На этом фоне обращает на себя внимание восходящая к Библии и довольно устойчиво используемая составителем «Иного сказания» антитеза «волк/волки» -«овцы».
Впервые данная образная антитеза встречается в памятнике в финале рассказа о покорении Лжедмитрием I Северской земли в конце 1604 г. Сравнительно с другими историческими событиями длинное повествование о первых военных успехах и поражении Григория Отрепьева в пределах Русской земли имеет сложную ансамблевую 4-частную структуру. Первая часть, скупо повествующая о победном шествии Отрепьева по Северской земле, выполняет роль экспозиции. Вторая часть посвящена осаде Новгорода Северского3, единственного города, не захотевшего покориться Лжедмитрию I. Третья часть содержит рассказ о битве подошедшего на помощь городу московского войска с войском Лжедмитрия. Наконец, четвёртая часть представляет собой риторическое заключение, подводящее итог описанным событиям.
Именно в последней, четвёртой, части и появляется рассматриваемая нами антитеза: «...и овча претворися въ хищника волка, и подщася поядати избраннаго овчате словеснаго стада Христова...» (32) (курсив наш. — О. Т.).

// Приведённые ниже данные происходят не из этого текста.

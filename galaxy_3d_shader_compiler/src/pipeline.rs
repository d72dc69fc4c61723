/// ShaderPipeline: compile, link, then reflect or emit
///
/// The pipeline drives the per-stage compiler, the linker, the reflection
/// extractor and the emitter in order:
///
/// ```text
/// Created --compile()--> Compiled --link()--> Linked --reflect()--> Reflected
///                                       \
///                                        +--> LinkFailed
/// ```
///
/// A stage that fails to compile is left out of the program instead of
/// aborting its siblings. Once linked, emission and reflection are
/// repeatable reads of the frozen program.

use std::path::Path;
use std::sync::Arc;
use crate::backend::{BackendGuard, ShaderBackend};
use crate::compiler::{CompiledUnit, StageCompiler};
use crate::config::CompilerConfig;
use crate::emitter::{BinaryModule, SpvEmitter};
use crate::error::{Error, Result};
use crate::linker::{LinkedProgram, ProgramLinker};
use crate::reflection::{ReflectionExtractor, ShaderDetail};
use crate::source::ShaderSource;
use crate::stage::ShaderStage;

const LOG_SOURCE: &str = "galaxy3d::shader::Pipeline";

/// Lifecycle state of a `ShaderPipeline`
#[derive(Debug, Clone, Copy, PartialEq, Eq, Hash)]
pub enum PipelineState {
    /// Accepting stage sources
    Created,
    /// Every requested stage went through the compiler
    Compiled,
    /// Program linked, ready for reflection and emission
    Linked,
    /// Reflection extracted (emission still available)
    Reflected,
    /// Link attempted and failed, nothing left to do
    LinkFailed,
}

/// Compile/link/reflect/emit driver for one shader program
pub struct ShaderPipeline {
    compiler: StageCompiler,
    emitter: SpvEmitter,
    state: PipelineState,
    requested: Vec<(ShaderStage, ShaderSource)>,
    units: Vec<Arc<CompiledUnit>>,
    program: Option<LinkedProgram>,
    detail: Option<ShaderDetail>,
}

impl ShaderPipeline {
    /// Create an empty pipeline for one target environment
    ///
    /// # Errors
    ///
    /// Returns `Error::InvalidConfig` if the configuration is rejected.
    pub fn new(backend: &BackendGuard, config: CompilerConfig) -> Result<Self> {
        let emitter = SpvEmitter::new(&config);
        let compiler = StageCompiler::new(backend, config)?;
        Ok(Self {
            compiler,
            emitter,
            state: PipelineState::Created,
            requested: Vec::new(),
            units: Vec::new(),
            program: None,
            detail: None,
        })
    }

    pub fn state(&self) -> PipelineState {
        self.state
    }

    pub fn config(&self) -> &CompilerConfig {
        self.compiler.config()
    }

    /// Stages added so far, in insertion order
    pub fn requested_stages(&self) -> Vec<ShaderStage> {
        self.requested.iter().map(|(stage, _)| *stage).collect()
    }

    /// Stages that compiled successfully
    pub fn compiled_stages(&self) -> Vec<ShaderStage> {
        self.units.iter().map(|unit| unit.stage()).collect()
    }

    /// Linked program, once `link()` succeeded
    pub fn program(&self) -> Option<&LinkedProgram> {
        self.program.as_ref()
    }

    /// Request `stage` to be compiled from `source`
    ///
    /// # Errors
    ///
    /// - `Error::InvalidState` if the pipeline was already compiled
    /// - `Error::DuplicateStage` if `stage` was already requested
    pub fn add_stage(&mut self, stage: ShaderStage, source: ShaderSource) -> Result<()> {
        self.check_new_stage(stage)?;
        crate::shader_debug!(LOG_SOURCE, "{} stage requested from [{}]", stage, source.name());
        self.requested.push((stage, source));
        Ok(())
    }

    /// Request `stage` to be compiled from the file at `path`
    ///
    /// # Errors
    ///
    /// Same as `add_stage`, plus `Error::LoadFailed` if the file is missing,
    /// unreadable or empty. The stage is then left absent.
    pub fn add_stage_file(&mut self, stage: ShaderStage, path: impl AsRef<Path>) -> Result<()> {
        self.check_new_stage(stage)?;
        let source = ShaderSource::from_file(path)?;
        self.add_stage(stage, source)
    }

    fn check_new_stage(&self, stage: ShaderStage) -> Result<()> {
        if self.state != PipelineState::Created {
            crate::shader_bail!(LOG_SOURCE, Error::InvalidState(format!(
                "cannot add the {} stage in {:?} state", stage, self.state)));
        }
        if self.requested.iter().any(|(existing, _)| *existing == stage) {
            crate::shader_bail!(LOG_SOURCE, Error::DuplicateStage(stage));
        }
        Ok(())
    }

    /// Compile every requested stage independently
    ///
    /// The pipeline moves to `Compiled` even when some stages fail; the
    /// failed stages are simply absent from the later link.
    ///
    /// # Errors
    ///
    /// - `Error::InvalidState` if not in `Created` state
    /// - the stage error if one stage failed, `Error::Multiple` if several did
    pub fn compile(&mut self) -> Result<()> {
        if self.state != PipelineState::Created {
            crate::shader_bail!(LOG_SOURCE, Error::InvalidState(format!(
                "compile() called in {:?} state", self.state)));
        }

        let mut errors = Vec::new();
        for (stage, source) in &self.requested {
            match self.compiler.compile(source, *stage) {
                Ok(unit) => self.units.push(Arc::new(unit)),
                Err(error) => errors.push(error),
            }
        }
        self.state = PipelineState::Compiled;

        crate::shader_debug!(LOG_SOURCE, "compiled {}/{} stage(s)",
            self.units.len(), self.requested.len());

        match Error::aggregate(errors) {
            Some(error) => Err(error),
            None => Ok(()),
        }
    }

    /// Link the compiled stages
    ///
    /// # Errors
    ///
    /// - `Error::InvalidState` if not in `Compiled` state
    /// - `Error::LinkFailed` if no stage compiled or the stages do not link;
    ///   the pipeline then moves to `LinkFailed`
    pub fn link(&mut self) -> Result<()> {
        if self.state != PipelineState::Compiled {
            crate::shader_bail!(LOG_SOURCE, Error::InvalidState(format!(
                "link() called in {:?} state", self.state)));
        }

        match self.link_units() {
            Ok(program) => {
                self.program = Some(program);
                self.state = PipelineState::Linked;
                Ok(())
            }
            Err(error) => {
                self.state = PipelineState::LinkFailed;
                Err(error)
            }
        }
    }

    fn link_units(&self) -> Result<LinkedProgram> {
        let mut linker = ProgramLinker::new(self.compiler.config());
        for unit in &self.units {
            linker.add_stage(Arc::clone(unit))?;
        }
        linker.link()
    }

    /// Build and extract the reflection of the linked program
    ///
    /// # Errors
    ///
    /// Returns `Error::InvalidState` unless the program is linked.
    pub fn reflect(&mut self) -> Result<&ShaderDetail> {
        let program = self.linked_program("reflect()")?;
        let detail = ReflectionExtractor::build_reflection(program).extract();

        crate::shader_debug!(LOG_SOURCE, "reflection extracted: {} uniform(s), {} pipeline io",
            detail.uniforms.len(), detail.pipeline_io.len());

        self.state = PipelineState::Reflected;
        Ok(&*self.detail.insert(detail))
    }

    /// Reflection extracted by the last `reflect()` call
    ///
    /// # Errors
    ///
    /// Returns `Error::InvalidState` if `reflect()` has not been called.
    pub fn detail(&self) -> Result<&ShaderDetail> {
        match (&self.state, &self.detail) {
            (PipelineState::Reflected, Some(detail)) => Ok(detail),
            _ => Err(ShaderBackend::log_and_return_error(LOG_SOURCE, Error::InvalidState(format!(
                "detail() called in {:?} state", self.state)))),
        }
    }

    /// Emit the SPIR-V module of `stage`
    ///
    /// # Errors
    ///
    /// - `Error::InvalidState` unless the program is linked
    /// - `Error::EmitFailed` if the stage is not linked or emission fails
    pub fn try_emit(&self, stage: ShaderStage) -> Result<BinaryModule> {
        let program = self.linked_program("emit()")?;
        self.emitter.emit(program, stage)
    }

    /// Emit the SPIR-V module of `stage`, empty on any failure
    pub fn emit(&self, stage: ShaderStage) -> BinaryModule {
        self.try_emit(stage)
            .unwrap_or_else(|_| BinaryModule::empty(stage))
    }

    /// Emit every linked stage, in pipeline order
    ///
    /// # Errors
    ///
    /// Same as `try_emit`, stopping at the first failing stage.
    pub fn emit_all(&self) -> Result<Vec<BinaryModule>> {
        let program = self.linked_program("emit_all()")?;
        program
            .stages()
            .into_iter()
            .map(|stage| self.emitter.emit(program, stage))
            .collect()
    }

    fn linked_program(&self, operation: &str) -> Result<&LinkedProgram> {
        match (&self.state, &self.program) {
            (PipelineState::Linked | PipelineState::Reflected, Some(program)) => Ok(program),
            _ => Err(ShaderBackend::log_and_return_error(LOG_SOURCE, Error::InvalidState(format!(
                "{} called in {:?} state", operation, self.state)))),
        }
    }
}

// ===== ONE-SHOT HELPERS =====

/// Compile, link and emit a single stage
///
/// Returns an empty module on any failure (the failure is logged).
pub fn glsl_to_spv(
    backend: &BackendGuard,
    source: &ShaderSource,
    stage: ShaderStage,
    config: CompilerConfig,
) -> BinaryModule {
    let build = || -> Result<BinaryModule> {
        let mut pipeline = ShaderPipeline::new(backend, config)?;
        pipeline.add_stage(stage, source.clone())?;
        pipeline.compile()?;
        pipeline.link()?;
        pipeline.try_emit(stage)
    };
    build().unwrap_or_else(|_| BinaryModule::empty(stage))
}

/// Compile and link a vertex/fragment pair, then extract its reflection
///
/// Either stage may be omitted; at least one must be given.
///
/// # Errors
///
/// Fails if any given stage fails to compile, or if the link fails.
pub fn gen_glsl_detail(
    backend: &BackendGuard,
    vertex: Option<ShaderSource>,
    fragment: Option<ShaderSource>,
    config: CompilerConfig,
) -> Result<ShaderDetail> {
    let mut pipeline = ShaderPipeline::new(backend, config)?;
    if let Some(source) = vertex {
        pipeline.add_stage(ShaderStage::Vertex, source)?;
    }
    if let Some(source) = fragment {
        pipeline.add_stage(ShaderStage::Fragment, source)?;
    }
    pipeline.compile()?;
    pipeline.link()?;
    pipeline.reflect().cloned()
}

#[cfg(test)]
#[path = "pipeline_tests.rs"]
mod tests;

Традиционная для древнерусской литературы антитеза восходит, согласно наблюдениям многих исследователей, и в частности А. С. Орлова4 и В. П. Адриановой - Перетц5, к ветхозаветным текстам Библии и евангельским притчам. В Псалтири довольно устойчиво народ, верующий в Господа, уподобляется овцам: «... ибо мы — народ паствы Его и овцы руки Его...» (94: 7); «Познайте, что Господь есть Бог, что Он сотворил нас, и мы — Его, Его народ и овцы паствы Его...» (99: 3). Аналогичное уподобление народа овцам есть и в Книге пророка Иеремии: «Народ Мой был как погибшие овцы...» (50: 6). Нечто подобное наблюдается и в Книге пророка Иезекииля: «И узнают, что Я, Господь Бог их, с ними, и они, дом Израилев, Мой народ, говорит Господь Бог, и что вы — овцы Мои, овцы паствы Моей; вы — человеки, а Я Бог ваш, говорит Господь Бог» (35: 30-31).
Очевидно, составитель «Иного сказания», опуская в данном фрагменте вторую устойчивую параллель традиционной метафоры «пастух - стадо»0, следует довольно рано сложившейся в древнерусской литературе традиции в особо ответственные исторические периоды возвеличивать русский народ путём уподобления его «Христову стаду». Впервые подобный исторический смысл придал этой метафоре митрополит Иларион в «Слове о Законе и Благодати»7, позднее данная метафора была актуализирована книжниками периода строительства и укрепления Московского государства8 в ХУ-ХУ1 вв. В XVII столетии метафоры «народ - овцы», «стадо Христово - государство» становятся, по наблюдениям В. П. Адриановой-Перетц, «постоянным приемом, почти независимым от авторской индивидуальности»9.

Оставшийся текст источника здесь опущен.